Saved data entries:

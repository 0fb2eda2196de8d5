//! Query executor module.
//!
//! Operators are pull-based: each one implements [`Operator`] and asks its
//! input for rows only as it needs them. [`PhysicalPlanRunner`] assembles an
//! operator tree from a bound plan and [`QueryExecutor`] is the public entry
//! point that binds, builds and drives it.

mod aggregate;
mod distinct;
mod error;
mod eval;
mod filter;
mod functions;
pub mod join;
mod limit;
mod operator;
mod project;
mod query;
mod result;
mod runner;
mod scan;
mod sort;

pub use aggregate::AggregateExecutor;
pub use distinct::DistinctExecutor;
pub use error::{ErrorKind, ExecutionError, ExecutionResult};
pub use eval::ExprEvaluator;
pub use filter::FilterExecutor;
pub use join::NestedLoopJoin;
pub use limit::LimitExecutor;
pub use operator::{drain, BoxedOperator, Operator, ValuesExecutor};
pub use project::ProjectExecutor;
pub use query::{PreparedQuery, QueryExecutor, QueryStream};
pub use result::{ResultColumn, ResultSet};
pub use runner::PhysicalPlanRunner;
pub use scan::TableScanExecutor;
pub use sort::SortExecutor;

TO DO: From the records above, please extract every line and repeat it exactly.

EXERCISE ANSWER:
repository 0fb2eda2196de8d5
//! Query executor module.
//!
//! Operators are pull-based: each one implements [`Operator`] and asks its
//! input for rows only as it needs them. [`PhysicalPlanRunner`] assembles an
//! operator tree from a bound plan and [`QueryExecutor`] is the public entry
//! point that binds, builds and drives it.

mod aggregate;
mod distinct;
mod error;
mod eval;
mod filter;
mod functions;
pub mod join;
mod limit;
mod operator;
mod project;
mod query;
mod result;
mod runner;
mod scan;
mod sort;

pub use aggregate::AggregateExecutor;
pub use distinct::DistinctExecutor;
pub use error::{ErrorKind, ExecutionError, ExecutionResult};
pub use eval::ExprEvaluator;
pub use filter::FilterExecutor;
pub use join::NestedLoopJoin;
pub use limit::LimitExecutor;
pub use operator::{drain, BoxedOperator, Operator, ValuesExecutor};
pub use project::ProjectExecutor;
pub use query::{PreparedQuery, QueryExecutor, QueryStream};
pub use result::{ResultColumn, ResultSet};
pub use runner::PhysicalPlanRunner;
pub use scan::TableScanExecutor;
pub use sort::SortExecutor;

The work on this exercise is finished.